→ The task: All that is needed is each line of the entries holding the word "update", copied as it stands.

→ Task inputs:

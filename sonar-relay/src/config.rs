use std::path::Path;
use std::time::Duration;

use serde::Deserialize;
use sonar_edge::{LinkConfig, NodeConfig, UartConfig};

fn default_push_interval_ms() -> u64 {
    1000
}

fn default_request_timeout_ms() -> u64 {
    2000
}

#[derive(Debug, Deserialize)]
pub struct Config {
    pub hub: HubConfig,
    #[serde(default)]
    pub node: NodeConfig,
    #[serde(default)]
    pub link: LinkConfig,
    pub sensors: SensorsConfig,
}

#[derive(Debug, Deserialize)]
pub struct HubConfig {
    /// Base URL of the hub's HTTP server
    pub url: String,
    /// Interval in milliseconds between pushes
    #[serde(default = "default_push_interval_ms")]
    pub push_interval_ms: u64,
    /// Upper bound in milliseconds for one request to the hub
    #[serde(default = "default_request_timeout_ms")]
    pub request_timeout_ms: u64,
}

impl HubConfig {
    pub fn push_interval(&self) -> Duration {
        Duration::from_millis(self.push_interval_ms)
    }

    pub fn request_timeout(&self) -> Duration {
        Duration::from_millis(self.request_timeout_ms)
    }
}

/// The two rangefinders wired to this node.
#[derive(Debug, Deserialize)]
pub struct SensorsConfig {
    pub front: UartConfig,
    pub back: UartConfig,
}

impl Config {
    pub fn load(path: &Path) -> color_eyre::Result<Self> {
        let content = std::fs::read_to_string(path)?;
        let config: Config = toml::from_str(&content)?;
        Ok(config)
    }
}

impl Default for Config {
    fn default() -> Self {
        Self {
            hub: HubConfig {
                url: "http://192.168.40.1".to_string(),
                push_interval_ms: default_push_interval_ms(),
                request_timeout_ms: default_request_timeout_ms(),
            },
            node: NodeConfig::default(),
            link: LinkConfig::default(),
            sensors: SensorsConfig {
                front: UartConfig::serial("/dev/ttyS2"),
                back: UartConfig::serial("/dev/ttyS1"),
            },
        }
    }
}

#[cfg(test)]
mod tests {
    use super::*;

    #[test]
    fn parses_minimal_file() {
        let config: Config = toml::from_str(
            r#"
            [hub]
            url = "http://10.0.0.1:8080"

            [sensors.front]
            type = "simulated"

            [sensors.back]
            type = "serial"
            path = "/dev/ttyUSB1"
            "#,
        )
        .unwrap();

        assert_eq!(config.hub.url, "http://10.0.0.1:8080");
        assert_eq!(config.hub.push_interval(), Duration::from_millis(1000));
        assert_eq!(config.hub.request_timeout(), Duration::from_millis(2000));
        assert_eq!(config.node.cycle_pause(), Duration::from_millis(100));
    }
}
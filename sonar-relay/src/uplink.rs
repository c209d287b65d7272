use std::time::Duration;

use async_trait::async_trait;
use reqwest::{Client, StatusCode};
use sonar_core::PushPayload;
use tracing::debug;

#[derive(Debug, thiserror::Error)]
pub enum UplinkError {
    #[error("uplink is disconnected")]
    Disconnected,

    #[error("hub unreachable: {0}")]
    Unreachable(#[source] reqwest::Error),

    #[error("hub rejected push with {status}: {body}")]
    Rejected { status: StatusCode, body: String },
}

/// The hub's answer to an accepted push.
#[derive(Debug, Clone, PartialEq, Eq)]
pub struct PushAck {
    pub status: StatusCode,
    pub body: String,
}

/// Connection to the hub that readings are pushed over.
#[async_trait]
pub trait Uplink: Send {
    fn is_connected(&self) -> bool;

    /// Re-establish the connection. Succeeds only once the hub answers.
    async fn reconnect(&mut self) -> Result<(), UplinkError>;

    async fn push(&mut self, payload: &PushPayload) -> Result<PushAck, UplinkError>;
}

/// Pushes JSON to the hub's `/update` endpoint over HTTP.
///
/// "Connected" means the last exchange with the hub reached it. A request
/// that fails in transit marks the uplink down; the next
/// [`reconnect`](Uplink::reconnect) probes `/health` before pushes resume.
#[derive(Debug, Clone)]
pub struct HttpUplink {
    client: Client,
    base_url: String,
    connected: bool,
}

impl HttpUplink {
    pub fn new(base_url: impl Into<String>, timeout: Duration) -> Result<Self, reqwest::Error> {
        let client = Client::builder().timeout(timeout).build()?;
        let base_url = base_url.into().trim_end_matches('/').to_owned();

        Ok(Self {
            client,
            base_url,
            connected: false,
        })
    }

    pub fn base_url(&self) -> &str {
        &self.base_url
    }

    fn url(&self, path: &str) -> String {
        format!("{}{path}", self.base_url)
    }
}

#[async_trait]
impl Uplink for HttpUplink {
    fn is_connected(&self) -> bool {
        self.connected
    }

    async fn reconnect(&mut self) -> Result<(), UplinkError> {
        let response = self
            .client
            .get(self.url("/health"))
            .send()
            .await
            .map_err(|e| {
                self.connected = false;
                UplinkError::Unreachable(e)
            })?;

        let status = response.status();
        if !status.is_success() {
            self.connected = false;
            let body = response.text().await.unwrap_or_default();
            return Err(UplinkError::Rejected { status, body });
        }

        debug!(url = %self.base_url, "Hub reachable");
        self.connected = true;
        Ok(())
    }

    async fn push(&mut self, payload: &PushPayload) -> Result<PushAck, UplinkError> {
        if !self.connected {
            return Err(UplinkError::Disconnected);
        }

        let response = self
            .client
            .post(self.url("/update"))
            .json(payload)
            .send()
            .await
            .map_err(|e| {
                self.connected = false;
                UplinkError::Unreachable(e)
            })?;

        let status = response.status();
        let body = response.text().await.map_err(|e| {
            self.connected = false;
            UplinkError::Unreachable(e)
        })?;

        if status.is_success() {
            Ok(PushAck { status, body })
        } else {
            Err(UplinkError::Rejected { status, body })
        }
    }
}
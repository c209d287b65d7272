use serde::{Deserialize, Serialize};

/// Outcome reported by the push endpoint.
#[derive(Debug, Serialize, Deserialize)]
pub struct StatusResponse {
    pub success: bool,
    pub message: String,
    #[serde(default, skip_serializing_if = "Option::is_none")]
    pub error: Option<String>,
}

impl StatusResponse {
    pub fn accepted(message: impl Into<String>) -> Self {
        Self {
            success: true,
            message: message.into(),
            error: None,
        }
    }
}
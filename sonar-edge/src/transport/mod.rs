//! Byte-level UART backends a sensor link can drive.

mod mock;
mod serial;
mod simulated;

pub use mock::MockUart;
pub use serial::SerialUart;
pub use simulated::SimulatedUart;

use std::io;

/// A duplex byte channel to one rangefinder.
///
/// Every method must return promptly: callers pace themselves on
/// [`Uart::available`] and only read bytes that are already buffered.
pub trait Uart: Send {
    /// Write data, returns number of bytes written.
    fn write(&mut self, data: &[u8]) -> io::Result<usize>;

    /// Number of received bytes waiting to be read.
    fn available(&mut self) -> io::Result<usize>;

    /// Read buffered data into `buffer`, returns number of bytes read.
    fn read(&mut self, buffer: &mut [u8]) -> io::Result<usize>;

    /// Discard everything currently buffered, returning what was dropped.
    fn drain(&mut self) -> io::Result<Vec<u8>> {
        let mut drained = vec![0u8; self.available()?];
        let n = self.read(&mut drained)?;
        drained.truncate(n);
        Ok(drained)
    }
}

/// Fill `buf` from bytes the UART already reported as available.
pub(crate) fn read_exact(uart: &mut dyn Uart, mut buf: &mut [u8]) -> io::Result<()> {
    while !buf.is_empty() {
        let n = uart.read(buf)?;

        if n == 0 {
            return Err(io::ErrorKind::UnexpectedEof.into());
        }

        buf = &mut buf[n..];
    }
    Ok(())
}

→ Solved exercise:
/// Pushes JSON to the hub's `/update` endpoint over HTTP.
            .post(self.url("/update"))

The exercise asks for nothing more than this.